I was really thinking about why the gravity was so high and wondering if it is possible to denature beta amylase, (the enzyme that is primarily used to produce yeasts favourite food maltose) by mashing too high. Depending on the temperature it seems that it degrades quite quickly.  Check this out, its from a German brewing publication.  It shows the half life of a beta amylase enzyme in comparison to temperature over time.  So basically if you mash at 75C it will only last for about 5 minutes before it runs out of activity, at 70C it will last for about 15 minutes before it denatures, at 65C it will last for about 40 min before its completely denatured and inactive. So depending on what temp you mashed at it is possible that this was the cause as you denatured the beta amylase and there was not enough time for it to covert the starches into fermentable sugars. i mean at least its theoretically possible I suppose.

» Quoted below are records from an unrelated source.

// ABOUTME: Adaptive training decision engine turning performance history into program adjustments
// ABOUTME: Plateau, overreaching, volume, fatigue, substitution, and injury-risk analysis
//
// Licensed under either of Apache License, Version 2.0 or MIT License at your option.
// Copyright ©2025 Async-IO.org

#![deny(unsafe_code)]

//! # Atlas Intelligence
//!
//! The decision engine behind the Atlas strength coaching platform. Takes a
//! user's chronologically ordered performance samples plus their current
//! program and produces typed, explainable training recommendations:
//! plateau breaks, deload protocols, volume nudges, exercise rotation, and
//! injury-risk flags.
//!
//! The engine is purely functional. Every analyzer computes from its
//! arguments alone, the exercise catalog is shared read-only, and no state
//! persists between calls, so the host layer can run any number of
//! analyses concurrently with zero coordination.
//!
//! ## Modules
//!
//! - **catalog**: immutable exercise registry keyed by stable id
//! - **plateau_detection / overreaching / volume_optimizer**: history detectors
//! - **exercise_fatigue / substitution**: rotation flagging and alternatives
//! - **injury_risk**: planned-workout risk scoring
//! - **recommendation_engine**: the composed `analyze` entry point

/// Static exercise catalog: profiles, movement patterns, equipment, joints
pub mod catalog;

/// Typed per-analyzer configuration, validated at construction
pub mod config;

/// Engine error taxonomy
pub mod errors;

/// Performance samples, user context, and program snapshot types
pub mod models;

/// Per-exercise fatigue accumulation and rotation flagging
pub mod exercise_fatigue;

/// Injury-risk prediction for planned workouts
pub mod injury_risk;

/// Overreaching risk scoring from weighted decline indicators
pub mod overreaching;

/// Rolling-window plateau detection
pub mod plateau_detection;

/// Recommendation composition and the top-level engine
pub mod recommendation_engine;

/// Movement-pattern substitution search
pub mod substitution;

/// Volume-response optimization
pub mod volume_optimizer;

#[cfg(any(test, feature = "testing"))]
pub mod test_utils;

pub use catalog::{
    Equipment, ExerciseCatalog, ExerciseProfile, InjuryTag, Joint, MovementPattern, MuscleGroup,
};
pub use config::{
    EngineConfig, FatigueConfig, IndicatorConfig, InjuryRiskConfig, OverreachingConfig,
    PlateauDetectionConfig, SubstitutionConfig, TriggerConfig, VolumeOptimizerConfig,
};
pub use errors::{ConfigError, EngineError};
pub use exercise_fatigue::{ExerciseFatigueAnalyzer, ExerciseFatigueScore, FatigueAnalysis};
pub use injury_risk::{InjuryRiskPredictor, InjuryRiskProfile};
pub use models::{
    CurrentProgram, ExerciseWeekRecord, ExperienceLevel, PerformanceSample, PeriodizationPhase,
    PlannedExercise, PlannedWorkout, RecoveryMetrics, TrainingGoal, UserTrainingContext,
};
pub use overreaching::{
    IndicatorReading, OverreachingAssessment, OverreachingIndicator, OverreachingRiskAnalyzer,
    RecommendationUrgency,
};
pub use plateau_detection::{PlateauAnalysis, PlateauDetector, PlateauType};
pub use recommendation_engine::{
    AdaptationParameters, AdaptationType, AdaptiveTrainingEngine, ExerciseRotationPlan,
    Recommendation, SetScheme, TrainingDecisionEngine,
};
pub use substitution::{Substitution, SubstitutionAdvisor};
pub use volume_optimizer::{VolumeRecommendation, VolumeResponseOptimizer};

Screenshot from 2018-07-25 20-49-38.png 

source : Brauwelt International




I think that may be it.

I relied on a temperature gauge, in a previous brew which went south, in my boiler which I feel may be off. 

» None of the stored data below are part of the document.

/// The composed adaptive training decision engine.
///
/// Stateless between calls; safe to share behind an `Arc` across
/// concurrently running analyses.
pub struct AdaptiveTrainingEngine {
    config: EngineConfig,
    plateau: PlateauDetector,
    overreaching: OverreachingRiskAnalyzer,
    volume: VolumeResponseOptimizer,
    fatigue: ExerciseFatigueAnalyzer,
    substitution: SubstitutionAdvisor,
    injury: InjuryRiskPredictor,
}

impl AdaptiveTrainingEngine {
    /// Engine over `catalog` with default configuration
    #[must_use]
    pub fn new(catalog: Arc<ExerciseCatalog>) -> Self {
        Self {
            config: EngineConfig::default(),
            plateau: PlateauDetector::default(),
            overreaching: OverreachingRiskAnalyzer::default(),
            volume: VolumeResponseOptimizer::default(),
            fatigue: ExerciseFatigueAnalyzer::with_catalog(Arc::clone(&catalog)),
            substitution: SubstitutionAdvisor::with_catalog(Arc::clone(&catalog)),
            injury: InjuryRiskPredictor::with_catalog(catalog),
        }
    }

    /// Engine with custom configuration, validated once here.
    ///
    /// # Errors
    /// Returns `ConfigError` when any nested configuration is invalid.
    pub fn with_config(
        catalog: Arc<ExerciseCatalog>,
        config: EngineConfig,
    ) -> Result<Self, ConfigError> {
        config.validate()?;
        Ok(Self {
            plateau: PlateauDetector::new(config.plateau.clone())?,
            overreaching: OverreachingRiskAnalyzer::new(config.overreaching.clone())?,
            volume: VolumeResponseOptimizer::new(config.volume.clone())?,
            fatigue: ExerciseFatigueAnalyzer::new(
                Arc::clone(&catalog),
                config.fatigue.clone(),
            )?,
            substitution: SubstitutionAdvisor::new(
                Arc::clone(&catalog),
                config.substitution.clone(),
            )?,
            injury: InjuryRiskPredictor::new(catalog, config.injury.clone())?,
            config,
        })
    }

    /// Recommended next periodization phase for the observed state
    fn next_phase(
        &self,
        context: &UserTrainingContext,
        current: PeriodizationPhase,
        plateau: &PlateauAnalysis,
        overreaching: &OverreachingAssessment,
    ) -> PeriodizationPhase {
        if overreaching.urgency == RecommendationUrgency::High {
            return PeriodizationPhase::Recovery;
        }
        if plateau.detected {
            return PeriodizationPhase::Intensification;
        }
        let strong_trend = !plateau.insufficient_data
            && plateau.avg_change > self.config.plateau.significance_threshold
            && plateau.recent_volume_tolerance > self.config.plateau.high_volume_tolerance;
        if strong_trend {
            return PeriodizationPhase::Realization;
        }
        match (current, context.experience) {
            (PeriodizationPhase::Recovery | PeriodizationPhase::Realization, _) => {
                PeriodizationPhase::Accumulation
            }
            (_, ExperienceLevel::Beginner) => PeriodizationPhase::Development,
            (current_phase, _) => current_phase,
        }
    }

    fn plateau_recommendation(&self, plateau: &PlateauAnalysis) -> Option<Recommendation> {
        let plateau_type = plateau.plateau_type?;
        let rationale = format!(
            "Mean weekly strength change {:.2}% with variance {:.5} over the last {} samples; \
             volume tolerance averaged {:.2}",
            plateau.avg_change * 100.0,
            plateau.change_variance,
            plateau.samples_used,
            plateau.recent_volume_tolerance,
        );
        let recommendation = match plateau_type {
            PlateauType::Intensity => Recommendation {
                adaptation: AdaptationType::IntensityIncrease,
                confidence: plateau.confidence,
                rationale,
                parameters: AdaptationParameters::IntensityProtocol {
                    intensity_increase: 0.05,
                    volume_reduction: 0.1,
                    set_scheme: SetScheme::TopSetBackoff,
                    duration_weeks: 4,
                },
                expected_outcome: "Renewed strength progression within 3-4 weeks as heavier \
                                   exposure drives new adaptation"
                    .to_owned(),
                monitoring_metrics: AdaptationType::IntensityIncrease.monitoring_metrics(),
            },
            PlateauType::Volume => Recommendation {
                adaptation: AdaptationType::VolumePeriodization,
                confidence: plateau.confidence,
                rationale,
                parameters: AdaptationParameters::VolumeWave {
                    weekly_multipliers: vec![1.2, 0.8, 1.1, 0.7],
                    duration_weeks: 4,
                },
                expected_outcome: "Undulating volume restores a progression stimulus the \
                                   current steady loading no longer provides"
                    .to_owned(),
                monitoring_metrics: AdaptationType::VolumePeriodization.monitoring_metrics(),
            },
            PlateauType::General => Recommendation {
                adaptation: AdaptationType::ProgramOverhaul,
                confidence: plateau.confidence,
                rationale,
                parameters: AdaptationParameters::Overhaul {
                    rotation_percentage: 0.4,
                    target_phase: PeriodizationPhase::Accumulation,
                    duration_weeks: 6,
                },
                expected_outcome: "A rebuilt program with fresh movements breaks the \
                                   accommodation driving the stall"
                    .to_owned(),
                monitoring_metrics: AdaptationType::ProgramOverhaul.monitoring_metrics(),
            },
        };
        Some(recommendation)
    }

    fn deload_recommendation(
        &self,
        overreaching: &OverreachingAssessment,
        injury: Option<&InjuryRiskProfile>,
    ) -> Option<Recommendation> {
        let risk = overreaching.risk_score;
        let injury_high = injury.is_some_and(|p| p.high_risk);

        // Injury risk feeds the severity choice: a high-risk session plan
        // escalates the tier, and can justify a light deload on its own
        // when overreaching is borderline.
        let tier = if risk > AGGRESSIVE_DELOAD_RISK {
            AdaptationType::AggressiveDeload
        } else if risk > self.config.triggers.overreaching_risk {
            if injury_high {
                AdaptationType::AggressiveDeload
            } else {
                AdaptationType::StandardDeload
            }
        } else if injury_high && overreaching.urgency == RecommendationUrgency::Medium {
            AdaptationType::LightAdjustment
        } else {
            return None;
        };

        let triggered: Vec<String> = overreaching
            .indicators
            .iter()
            .filter(|r| r.triggered)
            .map(|r| format!("{:?} ({:+.2})", r.indicator, r.delta))
            .collect();
        let mut rationale = format!(
            "Overreaching risk {:.2} from {} triggered indicators: {}",
            risk,
            triggered.len(),
            triggered.join(", ")
        );
        if injury_high {
            rationale.push_str("; elevated injury risk for the planned session");
        }

        let parameters = match tier {
            AdaptationType::AggressiveDeload => AdaptationParameters::Deload {
                volume_reduction: 0.5,
                intensity_reduction: 0.15,
                duration_weeks: 2,
            },
            AdaptationType::StandardDeload => AdaptationParameters::Deload {
                volume_reduction: 0.3,
                intensity_reduction: 0.1,
                duration_weeks: 1,
            },
            // Light tier trims volume only; intensity is maintained
            _ => AdaptationParameters::Deload {
                volume_reduction: 0.15,
                intensity_reduction: 0.0,
                duration_weeks: 1,
            },
        };

        let coverage = (overreaching.recent_samples + overreaching.baseline_samples) as f64;
        Some(Recommendation {
            adaptation: tier,
            confidence: (coverage / OVERREACHING_CONFIDENCE_SAMPLES).min(1.0),
            rationale,
            parameters,
            expected_outcome: "Accumulated fatigue dissipates and performance markers \
                               rebound within the deload window"
                .to_owned(),
            monitoring_metrics: tier.monitoring_metrics(),
        })
    }

    fn volume_recommendation(&self, volume: &VolumeRecommendation) -> Option<Recommendation> {
        if volume.adjustment.abs() <= self.config.triggers.volume_adjustment {
            return None;
        }
        let direction = if volume.adjustment > 0.0 {
            "increase"
        } else {
            "decrease"
        };
        let mut rationale = format!(
            "Progression-per-volume gradient {:.3} supports a {:.0}% volume {}",
            volume.gradient,
            volume.adjustment.abs() * 100.0,
            direction,
        );
        if volume.fatigue_limited {
            rationale.push_str("; reduced further for accumulated fatigue");
        }
        Some(Recommendation {
            adaptation: AdaptationType::VolumeAdjustment,
            confidence: volume.confidence,
            rationale,
            parameters: AdaptationParameters::VolumeNudge {
                adjustment: volume.adjustment,
            },
            expected_outcome: "Training volume moves toward the dose the user currently \
                               responds to best"
                .to_owned(),
            monitoring_metrics: AdaptationType::VolumeAdjustment.monitoring_metrics(),
        })
    }

    fn rotation_recommendation(
        &self,
        context: &UserTrainingContext,
        fatigue: &FatigueAnalysis,
        injury: Option<&InjuryRiskProfile>,
    ) -> Option<Recommendation> {
        let candidates = fatigue.rotation_candidates();
        if candidates.is_empty() {
            return None;
        }

        let rotations: Vec<ExerciseRotationPlan> = candidates
            .iter()
            .map(|score| ExerciseRotationPlan {
                exercise_id: score.exercise_id.clone(),
                fatigue_score: score.total,
                substitutes: self
                    .substitution
                    .find_substitutions(&score.exercise_id, context, injury),
            })
            .collect();

        let names: Vec<&str> = rotations.iter().map(|r| r.exercise_id.as_str()).collect();
        let top_weeks = candidates
            .first()
            .map_or(0, |score| score.weeks_tracked) as f64;

        Some(Recommendation {
            adaptation: AdaptationType::ExerciseRotation,
            confidence: (top_weeks / ROTATION_CONFIDENCE_WEEKS).min(1.0),
            rationale: format!(
                "Accumulated fatigue crossed the rotation threshold for: {}",
                names.join(", ")
            ),
            parameters: AdaptationParameters::Rotation { rotations },
            expected_outcome: "Fresh movement variations relieve accumulated joint and \
                               neural fatigue while training the same patterns"
                .to_owned(),
            monitoring_metrics: AdaptationType::ExerciseRotation.monitoring_metrics(),
        })
    }

    fn phase_recommendation(
        &self,
        context: &UserTrainingContext,
        program: &CurrentProgram,
        plateau: &PlateauAnalysis,
        overreaching: &OverreachingAssessment,
    ) -> Option<Recommendation> {
        let next = self.next_phase(context, program.phase, plateau, overreaching);
        if next == program.phase {
            return None;
        }
        Some(Recommendation {
            adaptation: AdaptationType::PeriodizationPhaseChange,
            confidence: plateau.confidence,
            rationale: format!(
                "Observed trend and recovery state favor {next:?} over the current {:?} phase",
                program.phase
            ),
            parameters: AdaptationParameters::PhaseChange {
                from: program.phase,
                to: next,
            },
            expected_outcome: "Phase emphasis realigns weekly volume and intensity with \
                               the user's current adaptive state"
                .to_owned(),
            monitoring_metrics: AdaptationType::PeriodizationPhaseChange.monitoring_metrics(),
        })
    }
}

The last brew I made, the subject of this thread, did get too hot, by maybe, ten degrees. I'll try the finings and bottle it, because it tastes good, it's just cloudy. 

I didn't get around to making a ten litre brew this evening, but I'll get it done soon. My son helped me with the first brew I made, and that was bloody good. More attention to detail I think.

An axiom of mine is "If it was easy, everyone would be doing it". It would also be boring and we'd have nothing to chat about.